Monday, May 22, 2017

Learning the law


Old Condon Hall
You teach yourselves the law, but I train your minds. You come in here with a skull full of mush; you leave thinking like a lawyer.
--The Paper Chase (1973) (lecture by Prof. Kingsfield)

I recently judged yet another moot court competition at the University of Washington Law School.  The competition was held in William H. Gates Hall -- named after Bill Gates's father, and the home of the law school since it was constructed in 2003.

Gates is a large, modern, efficient-feeling building.  Well designed for turning out modern, efficient attorneys for tomorrow's world.  It wasn't the building where I attended law school.  It isn't my kind of law school building.

My law school class was the last to attend all three years (with the exception of the final quarter) in the original Condon Hall -- named after the first law school dean -- part of the Upper Campus quadrangle complex.  Nothing was efficient or modern about Condon.  Its College Tudor exterior matched the well-worn, wood-paneled rooms within.  Its library stacks, accessible only to students and faculty, covered many floors, and -- in the basement -- burrowed their way beneath the history department's adjoining Smith Hall.

I loved the library from my first day in law school -- a large rectangular reading room, all walls lined with wood cabinet bookcases, filled with the volumes of the West Reporter System, all volumes in matching bindings, containing every reported appellate decision ever handed down in the United States.  I lived in that reading room and, once on the law review staff in my second year, I lived in the stacks as well.  On some weekend evenings, I was the only person using the library -- the room darkened except for the table on which I was working.
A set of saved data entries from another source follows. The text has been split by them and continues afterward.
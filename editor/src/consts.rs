// HANDLES
/// Footprint of an interactive handle, in drawing units.
pub const HANDLE_SIZE: f64 = 7.;
/// How far (as a fraction of the outermost-to-center distance) a handle may step inward from the
/// outermost point before being clamped, so it cannot crowd the center.
pub const HANDLE_INSET_MAX_FRACTION: f64 = 0.75;

// HIT TESTING
/// Default distance within which a probe point counts as touching a curve.
pub const FIND_SEGMENT_TOLERANCE: f64 = 5.;

// ATTRIBUTES
pub const DEFAULT_STROKE_WIDTH: f64 = 2.;

// HISTORY
pub const MAX_UNDO_HISTORY_LEN: usize = 100;
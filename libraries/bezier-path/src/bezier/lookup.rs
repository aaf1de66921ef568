use super::*;
use crate::consts::DEFAULT_LUT_STEP_SIZE;
use crate::utils::get_closest_point_in_lut;

/// Struct to represent optional parameters that can be passed to the `project` function.
#[derive(Copy, Clone)]
pub struct ProjectionOptions {
	/// Size of the lookup table for the initial passthrough. The default value is `20`.
	pub lut_size: usize,
	/// Difference used between floating point numbers to be considered as equal. The default value is `0.0001`.
	pub convergence_epsilon: f64,
	/// Controls the number of iterations needed to consider that minimum distance to have converged. The default value is `3`.
	pub convergence_limit: usize,
	/// Controls the maximum total number of iterations to be used. The default value is `10`.
	pub iteration_limit: usize,
}

impl Default for ProjectionOptions {
	fn default() -> Self {
		Self {
			lut_size: DEFAULT_LUT_STEP_SIZE,
			convergence_epsilon: 1e-4,
			convergence_limit: 3,
			iteration_limit: 10,
		}
	}
}

/// Functionality for looking up points along a `Bezier`.
impl Bezier {
	/// Calculate the point on the curve at the parametric position `t`, which must lie in the range `[0, 1]`.
	pub fn evaluate(&self, t: f64) -> DVec2 {
		let one_minus_t = 1. - t;
		match self.handles {
			BezierHandles::Linear => self.start.lerp(self.end, t),
			BezierHandles::Quadratic { handle } => one_minus_t * one_minus_t * self.start + 2. * one_minus_t * t * handle + t * t * self.end,
			BezierHandles::Cubic { handle_start, handle_end } => {
				let one_minus_t_squared = one_minus_t * one_minus_t;
				let t_squared = t * t;
				one_minus_t_squared * one_minus_t * self.start + 3. * one_minus_t_squared * t * handle_start + 3. * one_minus_t * t_squared * handle_end + t_squared * t * self.end
			}
		}
	}

	/// Return a selection of equidistant (in parametric space) points on the curve.
	/// If no value is provided for `steps`, the default value is 20.
	pub fn compute_lookup_table(&self, steps: Option<usize>) -> Vec<DVec2> {
		let steps = steps.unwrap_or(DEFAULT_LUT_STEP_SIZE);
		(0..=steps).map(|step| self.evaluate(step as f64 / steps as f64)).collect()
	}

	/// Returns the parametric `t`-value of the closest point on the curve to the provided point.
	/// Runs a coarse pass over a lookup table, then repeatedly rescans a shrinking window around the
	/// best candidate until the distance converges or the iteration budget runs out.
	pub fn project(&self, point: DVec2, options: Option<ProjectionOptions>) -> f64 {
		let ProjectionOptions {
			lut_size,
			convergence_epsilon,
			convergence_limit,
			iteration_limit,
		} = options.unwrap_or_default();

		let lut = self.compute_lookup_table(Some(lut_size));
		let (lut_index, distance_squared) = get_closest_point_in_lut(&lut, point);
		let mut minimum_distance = distance_squared.sqrt();

		let mut final_t = lut_index as f64 / lut_size as f64;
		let mut left_t = lut_index.saturating_sub(1) as f64 / lut_size as f64;
		let mut right_t = (lut_index + 1).min(lut_size) as f64 / lut_size as f64;

		let mut iteration_count = 0;
		let mut convergence_count = 0;
		while iteration_count < iteration_limit && convergence_count < convergence_limit {
			let mut best_t = final_t;
			let mut improved = false;
			for step in 0..=lut_size {
				let t = left_t + (right_t - left_t) * (step as f64 / lut_size as f64);
				let distance = self.evaluate(t).distance(point);
				if distance < minimum_distance {
					improved = minimum_distance - distance > convergence_epsilon;
					minimum_distance = distance;
					best_t = t;
				}
			}
			convergence_count = if improved { 0 } else { convergence_count + 1 };

			// Narrow the scan window around the best candidate found so far.
			let window = (right_t - left_t) / 4.;
			left_t = (best_t - window).max(0.);
			right_t = (best_t + window).min(1.);
			final_t = best_t;
			iteration_count += 1;
		}

		final_t
	}
}
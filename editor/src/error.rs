use bezier_path::PathError;

use thiserror::Error;

/// The error type used by the Vellum editor core.
#[derive(Clone, Debug, Error)]
pub enum EditorError {
	#[error("The operation caused a path error:\n{0}")]
	Path(String),

	#[error("No attribute named \"{0}\" is registered")]
	UnknownAttribute(String),

	#[error("Restore data does not match the store's live dependent structure:\n{0}")]
	ShapeMismatch(String),

	#[error("{0}")]
	Misc(String),
}

macro_rules! derive_from {
	($type:ty, $kind:ident) => {
		impl From<$type> for EditorError {
			fn from(error: $type) -> Self {
				EditorError::$kind(format!("{error:?}"))
			}
		}
	};
}

derive_from!(&str, Misc);
derive_from!(String, Misc);
derive_from!(PathError, Path);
Law school today prepares students to be practicing attorneys.  Such practical knowledge was not totally ignored when I was in law school, but law school  prepared students primarily to understand and feel themselves a part of the Anglo-American legal system and traditions, handed down and developing for centuries, dating back to the Norman Conquest.

How to practice law -- how to find the courthouse, as we joked -- was something we would learn after graduation.  It would be taught to us by our benevolent law firm employers, at our employers' expense.  Or it would be learned through trial and error as solo practitioners, at our clients' expense.  In either case, our humiliation in the courtroom would be part of the learning process.
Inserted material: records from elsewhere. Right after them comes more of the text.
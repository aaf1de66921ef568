use super::*;
use crate::utils;

/// Functionality that solves for various curve information such as derivative, extrema, and bounding box.
impl Bezier {
	/// Returns a [Bezier] representing the derivative of the original curve.
	/// - This function returns `None` for a linear segment.
	pub fn derivative(&self) -> Option<Bezier> {
		match self.handles {
			BezierHandles::Linear => None,
			BezierHandles::Quadratic { handle } => {
				let p1_minus_p0 = handle - self.start;
				let p2_minus_p1 = self.end - handle;
				Some(Bezier::from_linear_dvec2(2. * p1_minus_p0, 2. * p2_minus_p1))
			}
			BezierHandles::Cubic { handle_start, handle_end } => {
				let p1_minus_p0 = handle_start - self.start;
				let p2_minus_p1 = handle_end - handle_start;
				let p3_minus_p2 = self.end - handle_end;
				Some(Bezier::from_quadratic_dvec2(3. * p1_minus_p0, 3. * p2_minus_p1, 3. * p3_minus_p2))
			}
		}
	}

	/// Returns two lists of `t`-values representing the local extrema of the `x` and `y` parametric curves respectively.
	/// The local extrema are defined to be points at which the derivative of the curve is equal to zero.
	fn unrestricted_local_extrema(&self) -> [[Option<f64>; 2]; 2] {
		match self.handles {
			BezierHandles::Linear => [[None; 2]; 2],
			BezierHandles::Quadratic { handle } => {
				let d0 = handle - self.start;
				let d1 = self.end - handle;
				let dd = d1 - d0;
				let a = (dd.x != 0.).then(|| -d0.x / dd.x);
				let b = (dd.y != 0.).then(|| -d0.y / dd.y);
				[[a, None], [b, None]]
			}
			BezierHandles::Cubic { handle_start, handle_end } => {
				let d0 = handle_start - self.start;
				let d1 = handle_end - handle_start;
				let d2 = self.end - handle_end;
				let a = d0 - 2. * d1 + d2;
				let b = 2. * (d1 - d0);
				let c = d0;
				let discriminant = b * b - 4. * a * c;
				let two_times_a = 2. * a;
				[
					utils::solve_quadratic(discriminant.x, two_times_a.x, b.x, c.x),
					utils::solve_quadratic(discriminant.y, two_times_a.y, b.y, c.y),
				]
			}
		}
	}

	/// Returns two lists of `t`-values representing the local extrema of the `x` and `y` parametric curves respectively.
	/// The list of `t`-values returned are filtered such that they fall within the range `(0, 1)`.
	pub fn local_extrema(&self) -> [impl Iterator<Item = f64>; 2] {
		self.unrestricted_local_extrema().map(|t_values| t_values.into_iter().flatten().filter(|&t| t > 0. && t < 1.))
	}

	/// Return the min and max corners that represent the bounding box of the curve.
	pub fn bounding_box(&self) -> [DVec2; 2] {
		// Start by taking min/max of endpoints.
		let mut endpoints_min = self.start.min(self.end);
		let mut endpoints_max = self.start.max(self.end);

		// Iterate through extrema points.
		let extrema = self.local_extrema();
		for t_values in extrema {
			for t in t_values {
				let point = self.evaluate(t);
				// Update bounding box if new min/max is found.
				endpoints_min = endpoints_min.min(point);
				endpoints_max = endpoints_max.max(point);
			}
		}

		[endpoints_min, endpoints_max]
	}
}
I became a trial attorney -- a fairly decent one, in my humble opinion -- but while in law school I was immersed in the dusty but glorious world of ancient legal theories and the ever-growing accretion of judicial precedents.  I had found my dream world, even if my future work as an attorney relied mainly on the thought processes learned in law school -- how to think and approach factual problems, "thinking like a lawyer" -- and not so much on the substantive knowledge taught in class.
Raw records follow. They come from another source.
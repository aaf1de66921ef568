use super::*;

/// Functionality relating to core `Bezier` operations, such as constructors and accessors.
impl Bezier {
	/// Create a linear bezier using the provided DVec2s as the start and end points.
	pub fn from_linear_dvec2(p1: DVec2, p2: DVec2) -> Self {
		Bezier {
			start: p1,
			handles: BezierHandles::Linear,
			end: p2,
		}
	}

	/// Create a quadratic bezier using the provided DVec2s as the start, handle, and end points.
	pub fn from_quadratic_dvec2(p1: DVec2, p2: DVec2, p3: DVec2) -> Self {
		Bezier {
			start: p1,
			handles: BezierHandles::Quadratic { handle: p2 },
			end: p3,
		}
	}

	/// Create a cubic bezier using the provided DVec2s as the start, handles, and end points.
	pub fn from_cubic_dvec2(p1: DVec2, p2: DVec2, p3: DVec2, p4: DVec2) -> Self {
		Bezier {
			start: p1,
			handles: BezierHandles::Cubic { handle_start: p2, handle_end: p3 },
			end: p4,
		}
	}

	/// Get the coordinates of the bezier segment's start point.
	pub fn start(&self) -> DVec2 {
		self.start
	}

	/// Get the coordinates of the bezier segment's end point.
	pub fn end(&self) -> DVec2 {
		self.end
	}

	/// Get the coordinates of the bezier segment's first handle point. This represents the only handle in a quadratic segment.
	pub fn handle_start(&self) -> Option<DVec2> {
		self.handles.start()
	}

	/// Get the coordinates of the second handle point. This will return `None` for a quadratic segment.
	pub fn handle_end(&self) -> Option<DVec2> {
		self.handles.end()
	}

	/// Returns true if the corresponding points of the two `Bezier`s are within the provided absolute value difference from each other.
	pub fn abs_diff_eq(&self, other: &Bezier, max_abs_diff: f64) -> bool {
		let self_points = self.get_points().collect::<Vec<DVec2>>();
		let other_points = other.get_points().collect::<Vec<DVec2>>();

		self_points.len() == other_points.len() && self_points.into_iter().zip(other_points).all(|(a, b)| a.abs_diff_eq(b, max_abs_diff))
	}

	/// Return the sequence of points defining the curve: the start point, the active handles, and the end point.
	pub fn get_points(&self) -> impl Iterator<Item = DVec2> {
		match self.handles {
			BezierHandles::Linear => [self.start, self.end, DVec2::ZERO, DVec2::ZERO].into_iter().take(2),
			BezierHandles::Quadratic { handle } => [self.start, handle, self.end, DVec2::ZERO].into_iter().take(3),
			BezierHandles::Cubic { handle_start, handle_end } => [self.start, handle_start, handle_end, self.end].into_iter().take(4),
		}
	}
}
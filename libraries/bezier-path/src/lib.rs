//! Bezier-path: the editable curve model underneath the Vellum editor core.
//!
//! The crate is split into two layers: [`Bezier`], a single parametric segment with
//! evaluation, projection, and subdivision, and [`BezierPath`], an ordered sequence of
//! [`PathNode`]s with the structural editing operations (append, remove, hit-test, split)
//! an interactive editor needs.

mod bezier;
mod consts;
mod path;
mod utils;

pub use bezier::*;
pub use path::*;
pub use utils::{dvec2_compare, f64_compare};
Old Condon Hall provided the ideal ambience for learning the hoary traditions of the past and how to work within them.  New Gates Hall better motivates -- I suppose -- today's students to begin active participation in legal practice while still in law school.

The two approaches overlap to a considerable degree, and both were and are important.  But I loved and will never regret learning the law under the ancient Gothic arches -- both physical and metaphorical -- of old Condon Hall.